POSTED: 1:30 a.m. HST, Jul 16, 2011
LAST UPDATED: 3:45 p.m. HST, Jul 16, 2011
Researchers using a camera on Maui have photographed the glow from atmospheric pressure disturbances generated by the March 11 tsunami, raising hopes that the technique could be used to predict the arrival of future waves.
The first observation of its kind was made from the Air Force Maui Optical and Supercomputing Station atop Haleakala by scientists in France, Brazil and the United States.
The March 11 earthquake in Japan generated a seismic sea wave that devastated parts of northern Honshu and caused millions of dollars of damage in Hawaii.

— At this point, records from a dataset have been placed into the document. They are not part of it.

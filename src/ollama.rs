//! Ollama completion client with timeout, retries, and typed errors.
//!
//! One `generate` call issues `POST /api/generate` with a hard wall-clock
//! timeout and classifies failures into [`ServiceError`] variants. Every
//! failure kind is treated as retryable at the transport layer; budgets
//! exhaust quickly for the permanent ones and the last error surfaces to
//! the orchestration layer.

use std::time::{Duration, Instant};

use async_trait::async_trait;
use serde_json::json;
use thiserror::Error;
use tracing::info;

use crate::config::Settings;
use crate::normalize::word_count;
use crate::retry::with_retry;

/// Responses shorter than this many words are treated as garbled output.
pub const MIN_RESPONSE_WORDS: usize = 10;

/// Errors from the completion service.
#[derive(Debug, Clone, Error)]
pub enum ServiceError {
    #[error("generation exceeded {0:?}")]
    Timeout(Duration),

    #[error("cannot reach Ollama server at {0}: is it running?")]
    Unavailable(String),

    #[error("model not found in Ollama: {0} (ensure it is pulled)")]
    ModelNotFound(String),

    #[error("memory exhausted during generation: {0}")]
    ResourceExhausted(String),

    #[error("malformed or empty response from model: {0}")]
    Malformed(String),

    #[error("{0}")]
    Internal(String),
}

/// Per-request options beyond the standard knobs.
#[derive(Debug, Clone, Copy, Default)]
pub struct GenerationOptions {
    /// Ask the server to constrain decoding to JSON.
    pub format_json: bool,
}

/// One text-generation request against a completion service. Implemented
/// by [`OllamaClient`] in production and by scripted mocks in tests.
#[async_trait]
pub trait CompletionClient: Send + Sync {
    async fn generate(
        &self,
        prompt: &str,
        system_prompt: &str,
        temperature: f32,
        max_tokens: u32,
        options: &GenerationOptions,
    ) -> Result<String, ServiceError>;
}

/// Approximate token count: 1 word is roughly 1.33 tokens.
pub fn approx_tokens(text: &str) -> u32 {
    (word_count(text) as f64 * 1.33).ceil() as u32
}

/// Thin reqwest client over the Ollama HTTP API.
pub struct OllamaClient {
    base_url: String,
    model: String,
    timeout: Duration,
    attempts: u32,
    backoff_base: Duration,
    http: reqwest::Client,
}

impl OllamaClient {
    pub fn new(settings: &Settings) -> Self {
        Self {
            base_url: settings.ollama_url.trim_end_matches('/').to_string(),
            model: settings.model.clone(),
            timeout: settings.request_timeout,
            attempts: settings.transport_attempts,
            backoff_base: settings.backoff_base,
            http: reqwest::Client::builder()
                .timeout(settings.request_timeout)
                .build()
                .expect("Failed to create HTTP client"),
        }
    }

    async fn attempt(
        &self,
        prompt: &str,
        system_prompt: &str,
        temperature: f32,
        max_tokens: u32,
        options: &GenerationOptions,
    ) -> Result<String, ServiceError> {
        let start = Instant::now();

        let mut body = json!({
            "model": self.model,
            "prompt": prompt,
            "system": system_prompt,
            "stream": false,
            "options": {
                "temperature": temperature,
                "num_predict": max_tokens,
            },
        });
        if options.format_json {
            body["format"] = json!("json");
        }

        let response = self
            .http
            .post(format!("{}/api/generate", self.base_url))
            .json(&body)
            .send()
            .await
            .map_err(|e| self.classify_transport(e))?;

        let status = response.status();
        if !status.is_success() {
            let text = response.text().await.unwrap_or_default();
            return Err(classify_status(status.as_u16(), &text, &self.model));
        }

        let value: serde_json::Value = response
            .json()
            .await
            .map_err(|e| ServiceError::Malformed(e.to_string()))?;
        let text = value["response"].as_str().unwrap_or("").trim().to_string();

        let words = word_count(&text);
        if words < MIN_RESPONSE_WORDS {
            return Err(ServiceError::Malformed(format!(
                "response too short ({} words)",
                words
            )));
        }

        let elapsed = start.elapsed().as_secs_f64().max(1e-6);
        let tokens = approx_tokens(&text);
        info!(
            "ollama call ok | model={} | prompt_words={} | response_words={} | tokens~{} | time={:.2}s | tps~{:.1}",
            self.model,
            word_count(prompt),
            words,
            tokens,
            elapsed,
            tokens as f64 / elapsed,
        );
        Ok(text)
    }

    fn classify_transport(&self, e: reqwest::Error) -> ServiceError {
        if e.is_timeout() {
            ServiceError::Timeout(self.timeout)
        } else if e.is_connect() {
            ServiceError::Unavailable(self.base_url.clone())
        } else {
            ServiceError::Internal(e.to_string())
        }
    }
}

/// Map an HTTP error status and body to a service error.
fn classify_status(status: u16, body: &str, model: &str) -> ServiceError {
    let lower = body.to_ascii_lowercase();
    if status == 404 || lower.contains("model not found") || lower.contains("no such model") {
        return ServiceError::ModelNotFound(model.to_string());
    }
    if lower.contains("out of memory") || lower.contains("vram") {
        return ServiceError::ResourceExhausted(body.trim().to_string());
    }
    ServiceError::Internal(format!("HTTP {}: {}", status, body.trim()))
}

#[async_trait]
impl CompletionClient for OllamaClient {
    async fn generate(
        &self,
        prompt: &str,
        system_prompt: &str,
        temperature: f32,
        max_tokens: u32,
        options: &GenerationOptions,
    ) -> Result<String, ServiceError> {
        with_retry("ollama generate", self.attempts, self.backoff_base, || {
            self.attempt(prompt, system_prompt, temperature, max_tokens, options)
        })
        .await
    }
}
//! Tower reference-data lookup service
//!
//! Loads the radio network's engineering parameter export (CSV) into an
//! in-memory index keyed by `(station_id, sector_id)` and exposes O(1)
//! lookups. The index is owned by an explicit cache with a TTL and a
//! refresh operation; nothing here is ambient module state.

use crate::{Error, Result};
use serde::Deserialize;
use std::collections::HashMap;
use std::path::{Path, PathBuf};
use std::sync::RwLock;
use std::time::{Duration, Instant};
use tracing::{debug, info, warn};

/// Reference data for one antenna sector
#[derive(Debug, Clone, PartialEq)]
pub struct Tower {
    pub name: String,
    pub lat: f64,
    pub lon: f64,
}

/// One row of the reference CSV
#[derive(Debug, Deserialize)]
struct TowerRow {
    station_id: u32,
    sector_id: u8,
    tower_name: String,
    latitude: f64,
    longitude: f64,
}

/// In-memory tower index providing O(1) lookups by `(station_id, sector_id)`
#[derive(Debug, Clone, Default)]
pub struct TowerIndex {
    towers: HashMap<(u32, u8), Tower>,
}

impl TowerIndex {
    /// Load the index from a reference CSV.
    ///
    /// Expected headers: `station_id, sector_id, tower_name, latitude,
    /// longitude`. Rows that fail to deserialize are skipped with a
    /// warning rather than failing the load.
    pub fn load(path: &Path) -> Result<Self> {
        let mut reader = csv::Reader::from_path(path).map_err(|e| {
            Error::reference_data(
                path.display().to_string(),
                "failed to open reference data",
                Some(e),
            )
        })?;

        let mut index = Self::default();
        let mut skipped = 0usize;

        for row in reader.deserialize::<TowerRow>() {
            match row {
                Ok(row) => {
                    index.insert(
                        row.station_id,
                        row.sector_id,
                        Tower {
                            name: row.tower_name,
                            lat: row.latitude,
                            lon: row.longitude,
                        },
                    );
                }
                Err(e) => {
                    skipped += 1;
                    warn!("Skipping malformed tower row: {}", e);
                }
            }
        }

        info!(
            "Loaded {} tower sectors from {} ({} rows skipped)",
            index.len(),
            path.display(),
            skipped
        );
        Ok(index)
    }

    pub fn insert(&mut self, station_id: u32, sector_id: u8, tower: Tower) {
        self.towers.insert((station_id, sector_id), tower);
    }

    pub fn get(&self, station_id: u32, sector_id: u8) -> Option<&Tower> {
        self.towers.get(&(station_id, sector_id))
    }

    pub fn len(&self) -> usize {
        self.towers.len()
    }

    pub fn is_empty(&self) -> bool {
        self.towers.is_empty()
    }
}

struct CacheState {
    index: TowerIndex,
    loaded_at: Instant,
}

/// Explicitly-owned tower cache with a TTL and a refresh operation.
///
/// Lookups never block on reloads; staleness is only acted on when a
/// caller invokes [`TowerCache::refresh_if_stale`], typically at run or
/// poll-iteration boundaries.
pub struct TowerCache {
    source: Option<PathBuf>,
    ttl: Duration,
    state: RwLock<CacheState>,
}

impl std::fmt::Debug for TowerCache {
    fn fmt(&self, f: &mut std::fmt::Formatter<'_>) -> std::fmt::Result {
        f.debug_struct("TowerCache")
            .field("source", &self.source)
            .field("ttl", &self.ttl)
            .finish()
    }
}

impl TowerCache {
    /// Build a cache backed by a reference CSV
    pub fn load(path: impl Into<PathBuf>, ttl: Duration) -> Result<Self> {
        let path = path.into();
        let index = TowerIndex::load(&path)?;
        Ok(Self {
            source: Some(path),
            ttl,
            state: RwLock::new(CacheState {
                index,
                loaded_at: Instant::now(),
            }),
        })
    }

    /// Build a cache from an already-populated index (no backing file)
    pub fn from_index(index: TowerIndex, ttl: Duration) -> Self {
        Self {
            source: None,
            ttl,
            state: RwLock::new(CacheState {
                index,
                loaded_at: Instant::now(),
            }),
        }
    }

    /// Look up a sector; misses are a normal outcome, not an error
    pub fn lookup(&self, station_id: u32, sector_id: u8) -> Option<Tower> {
        let state = self.state.read().unwrap_or_else(|e| e.into_inner());
        state.index.get(station_id, sector_id).cloned()
    }

    /// Whether the cached index has outlived its TTL
    pub fn is_stale(&self) -> bool {
        let state = self.state.read().unwrap_or_else(|e| e.into_inner());
        state.loaded_at.elapsed() > self.ttl
    }

    /// Reload the index from its backing file.
    ///
    /// A cache built with [`TowerCache::from_index`] has nothing to reload
    /// and refreshes to its current contents.
    pub fn refresh(&self) -> Result<usize> {
        let Some(path) = &self.source else {
            let mut state = self.state.write().unwrap_or_else(|e| e.into_inner());
            state.loaded_at = Instant::now();
            return Ok(state.index.len());
        };

        let index = TowerIndex::load(path)?;
        let count = index.len();
        let mut state = self.state.write().unwrap_or_else(|e| e.into_inner());
        state.index = index;
        state.loaded_at = Instant::now();
        debug!("Tower cache refreshed: {} sectors", count);
        Ok(count)
    }

    /// Refresh only when the TTL has expired; reload failures keep the
    /// previous index and are reported to the caller
    pub fn refresh_if_stale(&self) -> Result<bool> {
        if self.is_stale() {
            self.refresh()?;
            return Ok(true);
        }
        Ok(false)
    }
}

#[cfg(test)]
mod tests {
    use super::*;
    use std::fs;
    use tempfile::TempDir;

    fn write_reference_csv(dir: &TempDir, body: &str) -> PathBuf {
        let path = dir.path().join("towers.csv");
        fs::write(&path, body).unwrap();
        path
    }

    #[test]
    fn loads_reference_rows() {
        let dir = TempDir::new().unwrap();
        let path = write_reference_csv(
            &dir,
            "station_id,sector_id,tower_name,latitude,longitude\n\
             4038,14,GEORGETOWN_EAST,6.8013,-58.1553\n\
             4650,11,LINDEN_NORTH,5.9930,-58.3034\n",
        );

        let index = TowerIndex::load(&path).unwrap();
        assert_eq!(index.len(), 2);

        let tower = index.get(4038, 14).unwrap();
        assert_eq!(tower.name, "GEORGETOWN_EAST");
        assert_eq!(tower.lon, -58.1553);
        assert!(index.get(4038, 15).is_none());
    }

    #[test]
    fn malformed_rows_are_skipped_not_fatal() {
        let dir = TempDir::new().unwrap();
        let path = write_reference_csv(
            &dir,
            "station_id,sector_id,tower_name,latitude,longitude\n\
             4038,14,GEORGETOWN_EAST,6.8013,-58.1553\n\
             not-a-number,11,BROKEN,0,0\n",
        );

        let index = TowerIndex::load(&path).unwrap();
        assert_eq!(index.len(), 1);
    }

    #[test]
    fn missing_file_is_an_error() {
        let result = TowerIndex::load(Path::new("/nonexistent/towers.csv"));
        assert!(matches!(result, Err(Error::ReferenceData { .. })));
    }

    #[test]
    fn cache_refresh_picks_up_new_rows() {
        let dir = TempDir::new().unwrap();
        let path = write_reference_csv(
            &dir,
            "station_id,sector_id,tower_name,latitude,longitude\n\
             4038,14,GEORGETOWN_EAST,6.8013,-58.1553\n",
        );

        let cache = TowerCache::load(&path, Duration::from_secs(0)).unwrap();
        assert!(cache.lookup(4650, 11).is_none());

        fs::write(
            &path,
            "station_id,sector_id,tower_name,latitude,longitude\n\
             4038,14,GEORGETOWN_EAST,6.8013,-58.1553\n\
             4650,11,LINDEN_NORTH,5.9930,-58.3034\n",
        )
        .unwrap();

        // Zero TTL: the cache is immediately stale
        assert!(cache.is_stale());
        assert!(cache.refresh_if_stale().unwrap());
        assert!(cache.lookup(4650, 11).is_some());
    }

    #[test]
    fn index_backed_cache_refreshes_in_place() {
        let mut index = TowerIndex::default();
        index.insert(
            1,
            1,
            Tower {
                name: "T".to_string(),
                lat: 0.0,
                lon: 0.0,
            },
        );
        let cache = TowerCache::from_index(index, Duration::from_secs(3600));

        assert_eq!(cache.refresh().unwrap(), 1);
        assert!(cache.lookup(1, 1).is_some());
    }
}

On the open ocean, such waves move at 500 mph but are only an inch high. Nevertheless, they put pressure on the atmosphere, scientists say.
"The atmosphere gets less and less dense as you get higher, and that allows the amplitude of the wave to grow," Jonathan Makela, a professor of electrical and computer engineering at the University of Illinois, Urbana-Champaign, said by phone Thursday.
At an altitude of 155 miles, the wave pressure interacts with the charged plasma of the ionosphere, which creates a faint red glow, Makela said.
"The light that we're looking at is red, but it is very, very dim," he said. "It's not something you could see with the naked eye."
On March 11, Makela awoke at home in Illinois to find emails from French collaborator Philippe Lognonne, who had heard about the quake. He asked Makela to recalibrate the camera, called the Cornell All-Sky Imager, to pick up the tsunami phenomenon, which had been predicted in the 1970s but never observed.
Makela did so and hit pay dirt in the pre-dawn darkness atop the 10,023-foot peak.
Their findings appear in the online edition of Geophysical Research Letters.
Makela and colleagues found that the first ionospheric "chemiluminescence" preceded the ocean wave by about an hour, leading them to propose a space-based system for tsunami early warning.
The Haleakala camera can detect such ionospheric glow only on clear moonless nights, but a similar camera in geosynchronous orbit could detect it day or night, Makela said.
Currently, scientists rely on ocean buoys and models to track and predict the path of a tsunami.
Makela's normal research at Haleakala is focused on how the ionosphere affects radio signals.
The tsunami findings were a "happy accident," he said.
"It shows the importance of having instruments out in the field taking data, because you never know what you're going to see," he said.